● **How to complete this task**: Scan the records below and say how many lines include the word "PoolKey", giving no other text.

-------------------------

use super::config::PoolConfig;
use super::connector_pool::{ConnectorPool, PoolStatistics};
use crate::connector::{Configuration, ConnectorFactory, ConnectorKey};
use crate::error::Result;
use dashmap::DashMap;
use std::fmt;
use std::sync::{Arc, Weak};
use std::time::Duration;
use tokio::task::JoinHandle;
use tracing::{debug, info};

/// Pool identity: the connector plus the fingerprint of its configuration.
#[derive(Debug, Clone, PartialEq, Eq, Hash)]
pub struct PoolKey {
    pub connector_key: ConnectorKey,
    pub fingerprint: String,
}

impl fmt::Display for PoolKey {
    fn fmt(&self, f: &mut fmt::Formatter<'_>) -> fmt::Result {
        let short = self.fingerprint.get(..12).unwrap_or(&self.fingerprint);
        write!(f, "{}#{}", self.connector_key, short)
    }
}

/// One pool per distinct (connector, configuration) pair.
pub struct ConnectorPoolManager {
    pools: DashMap<PoolKey, Arc<ConnectorPool>>,
    default_config: PoolConfig,
}

impl ConnectorPoolManager {
    pub fn new(default_config: PoolConfig) -> Self {
        Self {
            pools: DashMap::new(),
            default_config,
        }
    }

    pub fn default_config(&self) -> &PoolConfig {
        &self.default_config
    }

    /// Returns the pool for `configuration`, creating it on first use.
    ///
    /// `pool_config` only applies when the pool does not exist yet.
    pub fn pool_for(
        &self,
        key: &ConnectorKey,
        factory: &Arc<dyn ConnectorFactory>,
        configuration: &Configuration,
        pool_config: Option<&PoolConfig>,
    ) -> Result<Arc<ConnectorPool>> {
        let pool_key = PoolKey {
            connector_key: key.clone(),
            fingerprint: configuration.fingerprint()?,
        };

        if let Some(pool) = self.pools.get(&pool_key) {
            return Ok(pool.value().clone());
        }

        let config = pool_config.unwrap_or(&self.default_config).clone();
        config.validate()?;

        let pool = self
            .pools
            .entry(pool_key.clone())
            .or_insert_with(|| {
                debug!(
                    pool = %pool_key,
                    max_objects = config.max_objects,
                    "Creating connector pool"
                );
                Arc::new(ConnectorPool::new(
                    pool_key.to_string(),
                    factory.clone(),
                    configuration.clone(),
                    config,
                ))
            })
            .value()
            .clone();
        Ok(pool)
    }

    fn snapshot(&self) -> Vec<Arc<ConnectorPool>> {
        self.pools.iter().map(|entry| entry.value().clone()).collect()
    }

    /// Evicts expired idle instances, then retires pools nobody holds that
    /// have been unused for their `min_evictable_idle`. A retired pool
    /// disposes its remaining instances, `min_idle` included.
    pub async fn evict_idle(&self) -> usize {
        let mut evicted = 0;
        for pool in self.snapshot() {
            evicted += pool.evict_idle().await;
        }
        evicted + self.retire_unused().await
    }

    async fn retire_unused(&self) -> usize {
        let keys: Vec<PoolKey> = self.pools.iter().map(|entry| entry.key().clone()).collect();
        let mut disposed = 0;
        for key in keys {
            // Only the map holds an unreferenced pool; facades and leases keep clones.
            let removed = self
                .pools
                .remove_if(&key, |_, pool| Arc::strong_count(pool) == 1 && pool.is_unused());
            if let Some((key, pool)) = removed {
                disposed += pool.shutdown().await;
                debug!(pool = %key, "Retired unused connector pool");
            }
        }
        disposed
    }

    /// Runs [`evict_idle`](Self::evict_idle) every `interval` until the manager is dropped.
    pub fn spawn_evictor(self: &Arc<Self>, interval: Duration) -> JoinHandle<()> {
        let manager: Weak<Self> = Arc::downgrade(self);
        tokio::spawn(async move {
            let mut ticker = tokio::time::interval(interval);
            ticker.tick().await;
            loop {
                ticker.tick().await;
                let Some(manager) = manager.upgrade() else {
                    break;
                };
                let evicted = manager.evict_idle().await;
                if evicted > 0 {
                    debug!(evicted, "Idle connector eviction pass");
                }
            }
        })
    }

    /// Shuts down and forgets every pool.
    pub async fn dispose_all(&self) {
        let pools = self.snapshot();
        self.pools.clear();
        for pool in &pools {
            pool.shutdown().await;
        }
        if !pools.is_empty() {
            info!(pools = pools.len(), "Disposed all connector pools");
        }
    }

    pub fn statistics(&self) -> Vec<(PoolKey, PoolStatistics)> {
        self.pools
            .iter()
            .map(|entry| (entry.key().clone(), entry.value().statistics()))
            .collect()
    }

    pub fn len(&self) -> usize {
        self.pools.len()
    }

    pub fn is_empty(&self) -> bool {
        self.pools.is_empty()
    }
}

#[cfg(test)]
mod tests {
    use super::*;
    use crate::pool::ReleaseOutcome;
    use crate::test_utils::MockConnectorFactory;
    use std::sync::atomic::Ordering;

    #[tokio::test]
    async fn test_pool_per_configuration() {
        let manager = ConnectorPoolManager::new(PoolConfig::default());
        let key = ConnectorKey::new("mock", "1.0", "MockConnector");
        let factory: Arc<dyn ConnectorFactory> = Arc::new(MockConnectorFactory::new());

        let a = Configuration::new().with("host", "a");
        let same = Configuration::new().with("host", "a");
        let b = Configuration::new().with("host", "b");

        let pool_a = manager.pool_for(&key, &factory, &a, None).unwrap();
        let pool_same = manager.pool_for(&key, &factory, &same, None).unwrap();
        let pool_b = manager.pool_for(&key, &factory, &b, None).unwrap();

        assert!(Arc::ptr_eq(&pool_a, &pool_same));
        assert!(!Arc::ptr_eq(&pool_a, &pool_b));
        assert_eq!(manager.len(), 2);
    }

    #[tokio::test]
    async fn test_dispose_all_disposes_idle_instances() {
        let manager = ConnectorPoolManager::new(PoolConfig::default());
        let key = ConnectorKey::new("mock", "1.0", "MockConnector");
        let mock = MockConnectorFactory::new().poolable();
        let counters = mock.counters();
        let factory: Arc<dyn ConnectorFactory> = Arc::new(mock);

        let pool = manager
            .pool_for(&key, &factory, &Configuration::new(), None)
            .unwrap();
        let lease = pool.checkout().await.unwrap();
        lease.release(ReleaseOutcome::Healthy).await;

        manager.dispose_all().await;
        assert!(manager.is_empty());
        assert_eq!(counters.disposes.load(Ordering::SeqCst), 1);
    }

    #[tokio::test]
    async fn test_eviction_retires_unreferenced_pools() {
        let manager = ConnectorPoolManager::new(PoolConfig {
            min_evictable_idle: Duration::ZERO,
            ..PoolConfig::default()
        });
        let key = ConnectorKey::new("mock", "1.0", "MockConnector");
        let mock = MockConnectorFactory::new().poolable();
        let counters = mock.counters();
        let factory: Arc<dyn ConnectorFactory> = Arc::new(mock);

        for index in 0..50 {
            let configuration = Configuration::new().with("host", format!("h{index}"));
            let pool = manager.pool_for(&key, &factory, &configuration, None).unwrap();
            let lease = pool.checkout().await.unwrap();
            lease.release(ReleaseOutcome::Healthy).await;
        }
        let held = manager
            .pool_for(&key, &factory, &Configuration::new().with("host", "h0"), None)
            .unwrap();
        assert_eq!(manager.len(), 50);

        assert_eq!(manager.evict_idle().await, 49);
        assert_eq!(manager.len(), 1);
        assert_eq!(counters.disposes.load(Ordering::SeqCst), 49);
        assert_eq!(held.statistics().idle, 1);

        drop(held);
        assert_eq!(manager.evict_idle().await, 1);
        assert!(manager.is_empty());
        assert_eq!(counters.disposes.load(Ordering::SeqCst), 50);
    }

    #[tokio::test]
    async fn test_recently_used_pool_is_kept() {
        let manager = ConnectorPoolManager::new(PoolConfig::default());
        let key = ConnectorKey::new("mock", "1.0", "MockConnector");
        let factory: Arc<dyn ConnectorFactory> =
            Arc::new(MockConnectorFactory::new().poolable());

        let pool = manager
            .pool_for(&key, &factory, &Configuration::new(), None)
            .unwrap();
        let lease = pool.checkout().await.unwrap();
        lease.release(ReleaseOutcome::Healthy).await;
        drop(pool);

        assert_eq!(manager.evict_idle().await, 0);
        assert_eq!(manager.len(), 1);
    }

    #[tokio::test]
    async fn test_rejects_invalid_pool_config() {
        let manager = ConnectorPoolManager::new(PoolConfig::default());
        let key = ConnectorKey::new("mock", "1.0", "MockConnector");
        let factory: Arc<dyn ConnectorFactory> = Arc::new(MockConnectorFactory::new());
        let invalid = PoolConfig {
            max_objects: 0,
            ..PoolConfig::default()
        };
        assert!(manager
            .pool_for(&key, &factory, &Configuration::new(), Some(&invalid))
            .is_err());
    }
}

-------------------------

● **Output**: 6